Phosphoinositides direct equine infectious anemia virus gag trafficking and release.

Phosphatidylinositol 4,5-biphosphate [PI(4,5)P2], the predominant phosphoinositide (PI) on the plasma membrane, binds the matrix (MA) protein of human immunodeficiency virus type 1 (HIV-1) and equine infectious anemia virus (EIAV) with similar affinities in vitro. Interaction with PI(4,5)P2 is critical for HIV-1 assembly on the plasma membrane. EIAV has been shown to localize in internal compartments; hence, the significance of its interaction with PI(4,5)P2 is unclear.
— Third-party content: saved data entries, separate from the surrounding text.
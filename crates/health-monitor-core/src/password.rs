//! Password hashing
//!
//! Argon2id with a random per-password salt, stored as a PHC string.

use argon2::password_hash::{rand_core::OsRng, PasswordHash, PasswordHasher, PasswordVerifier, SaltString};
use argon2::Argon2;

use crate::error::{Result, ServiceError};

/// Hash a plaintext password
pub fn hash_password(password: &str) -> Result<String> {
    let salt = SaltString::generate(&mut OsRng);
    Argon2::default()
        .hash_password(password.as_bytes(), &salt)
        .map(|hash| hash.to_string())
        .map_err(|e| ServiceError::Credential(e.to_string()))
}

/// Check a plaintext password against a stored PHC string.
///
/// A malformed stored hash is treated as a mismatch.
pub fn verify_password(password: &str, stored_hash: &str) -> bool {
    match PasswordHash::new(stored_hash) {
        Ok(parsed) => Argon2::default()
            .verify_password(password.as_bytes(), &parsed)
            .is_ok(),
        Err(e) => {
            tracing::warn!(error = %e, "Stored password hash is malformed");
            false
        }
    }
}

#[cfg(test)]
mod tests {
    use super::*;

    #[test]
    fn test_hash_and_verify() {
        let hash = hash_password("correct horse").unwrap();
        assert!(hash.starts_with("$argon2"));
        assert!(verify_password("correct horse", &hash));
        assert!(!verify_password("battery staple", &hash));
    }

    #[test]
    fn test_salts_differ() {
        let a = hash_password("same").unwrap();
        let b = hash_password("same").unwrap();
        assert_ne!(a, b);
    }

    #[test]
    fn test_malformed_hash_never_verifies() {
        assert!(!verify_password("anything", "not-a-phc-string"));
    }
}
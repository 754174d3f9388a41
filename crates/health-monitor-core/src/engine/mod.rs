//! Recommendation engine
//!
//! Runs the threshold rules over a [`HealthMetricsSnapshot`] in a fixed order
//! and records the outcome in the audit trail.
//!
//! # Design Principles
//! - Deterministic: the same snapshot always yields the same advisories
//! - Total: evaluation never fails and never returns an empty list
//! - Audit is best effort: a failed write is logged, never surfaced

pub mod rules;

use serde::{Deserialize, Serialize};
use std::fmt;
use std::sync::Arc;

use crate::model::HealthMetricsSnapshot;
use crate::repository::RecommendationAuditWriter;
use rules::{default_rules, HealthRule, ALL_CLEAR_ADVICE};

/// Which condition produced an advisory
#[derive(Debug, Clone, Copy, PartialEq, Eq, Hash, Serialize, Deserialize)]
#[serde(rename_all = "snake_case")]
pub enum AdvisoryKind {
    LowHeartRate,
    HighHeartRate,
    LowSteps,
    LowWaterIntake,
    LowSleep,
    /// Nothing fired
    AllClear,
}

impl fmt::Display for AdvisoryKind {
    fn fmt(&self, f: &mut fmt::Formatter<'_>) -> fmt::Result {
        match self {
            AdvisoryKind::LowHeartRate => write!(f, "low_heart_rate"),
            AdvisoryKind::HighHeartRate => write!(f, "high_heart_rate"),
            AdvisoryKind::LowSteps => write!(f, "low_steps"),
            AdvisoryKind::LowWaterIntake => write!(f, "low_water_intake"),
            AdvisoryKind::LowSleep => write!(f, "low_sleep"),
            AdvisoryKind::AllClear => write!(f, "all_clear"),
        }
    }
}

/// A single human-readable recommendation
#[derive(Debug, Clone, PartialEq, Eq, Serialize, Deserialize)]
pub struct Advisory {
    pub kind: AdvisoryKind,
    pub message: String,
}

impl Advisory {
    pub fn new(kind: AdvisoryKind, message: impl Into<String>) -> Self {
        Self {
            kind,
            message: message.into(),
        }
    }

    fn all_clear() -> Self {
        Self::new(AdvisoryKind::AllClear, ALL_CLEAR_ADVICE)
    }
}

impl fmt::Display for Advisory {
    fn fmt(&self, f: &mut fmt::Formatter<'_>) -> fmt::Result {
        f.write_str(&self.message)
    }
}

/// Ordered, never-empty list of advisories
#[derive(Debug, Clone, PartialEq, Eq, Serialize)]
#[serde(transparent)]
pub struct AdvisoryList {
    advisories: Vec<Advisory>,
}

impl AdvisoryList {
    /// Build from triggered advisories; an empty input becomes the all-clear message
    fn from_triggered(advisories: Vec<Advisory>) -> Self {
        if advisories.is_empty() {
            Self {
                advisories: vec![Advisory::all_clear()],
            }
        } else {
            Self { advisories }
        }
    }

    pub fn iter(&self) -> std::slice::Iter<'_, Advisory> {
        self.advisories.iter()
    }

    pub fn as_slice(&self) -> &[Advisory] {
        &self.advisories
    }

    pub fn len(&self) -> usize {
        self.advisories.len()
    }

    /// Never true: an evaluation always yields at least one advisory
    pub fn is_empty(&self) -> bool {
        self.advisories.is_empty()
    }

    /// True when no rule fired
    pub fn is_all_clear(&self) -> bool {
        matches!(self.advisories.as_slice(), [a] if a.kind == AdvisoryKind::AllClear)
    }

    pub fn messages(&self) -> Vec<&str> {
        self.advisories.iter().map(|a| a.message.as_str()).collect()
    }

    /// Text stored in the audit trail
    pub fn joined(&self) -> String {
        self.messages().join(", ")
    }
}

impl<'a> IntoIterator for &'a AdvisoryList {
    type Item = &'a Advisory;
    type IntoIter = std::slice::Iter<'a, Advisory>;

    fn into_iter(self) -> Self::IntoIter {
        self.iter()
    }
}

/// Rule-based evaluator over health snapshots
pub struct RecommendationEvaluator {
    rules: Vec<Box<dyn HealthRule>>,
    audit: Arc<dyn RecommendationAuditWriter>,
}

impl RecommendationEvaluator {
    /// Create an evaluator with the standard rule set, auditing to `audit`
    pub fn new(audit: Arc<dyn RecommendationAuditWriter>) -> Self {
        Self {
            rules: default_rules(),
            audit,
        }
    }

    /// Compute advisories without touching the audit trail
    pub fn analyze(&self, snapshot: &HealthMetricsSnapshot) -> AdvisoryList {
        let triggered = self
            .rules
            .iter()
            .filter_map(|rule| {
                let advisory = rule.evaluate(snapshot);
                if advisory.is_some() {
                    tracing::debug!(rule = rule.id(), user_id = snapshot.user_id, "Rule fired");
                }
                advisory
            })
            .collect();

        AdvisoryList::from_triggered(triggered)
    }

    /// Compute advisories and append one audit record.
    ///
    /// The audit write happens exactly once per call. If it fails the error
    /// is logged and the computed list is still returned.
    pub fn evaluate(&self, snapshot: &HealthMetricsSnapshot) -> AdvisoryList {
        let advisories = self.analyze(snapshot);

        if let Err(e) = self
            .audit
            .record(snapshot.user_id, &advisories.joined(), snapshot.date)
        {
            tracing::warn!(
                user_id = snapshot.user_id,
                date = %snapshot.date,
                error = %e,
                "Failed to store recommendation audit record"
            );
        }

        advisories
    }
}

impl fmt::Debug for RecommendationEvaluator {
    fn fmt(&self, f: &mut fmt::Formatter<'_>) -> fmt::Result {
        let ids: Vec<&str> = self.rules.iter().map(|r| r.id()).collect();
        f.debug_struct("RecommendationEvaluator")
            .field("rules", &ids)
            .finish_non_exhaustive()
    }
}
We therefore investigated the binding in vitro of other PIs to EIAV MA and whether intracellular association with compartments bearing these PIs was important for assembly and release of virus-like particles (VLPs) formed by Gag. In vitro, EIAV MA bound phosphatidylinositol 3-phosphate [PI(3)P] with higher affinity than PI(4,5)P2 as revealed by nuclear magnetic resonance (NMR) spectra upon lipid titration. Gag was detected on the plasma membrane and in compartments enriched in phosphatidylinositol 3,5-biphosphate [PI(3,5)P2]. Treatment of cells with YM201636, a kinase inhibitor that blocks production of PI(3,5)P2 from PI(3)P, caused Gag to colocalize with aberrant compartments and inhibited VLP release. In contrast to HIV-1, release of EIAV VLPs was not significantly diminished by coexpression with 5-phosphatase IV, an enzyme that specifically depletes PI(4,5)P2 from the plasma membrane. However, coexpression with synaptojanin 2, a phosphatase with broader specificity, diminished VLP production. PI-binding pocket mutations caused striking budding defects, as revealed by electron microscopy. One of the mutations also modified Gag–Gag interaction, as suggested by altered bimolecular fluorescence complementation. We conclude that PI-mediated targeting to peripheral and internal membranes is a critical factor in EIAV assembly and release.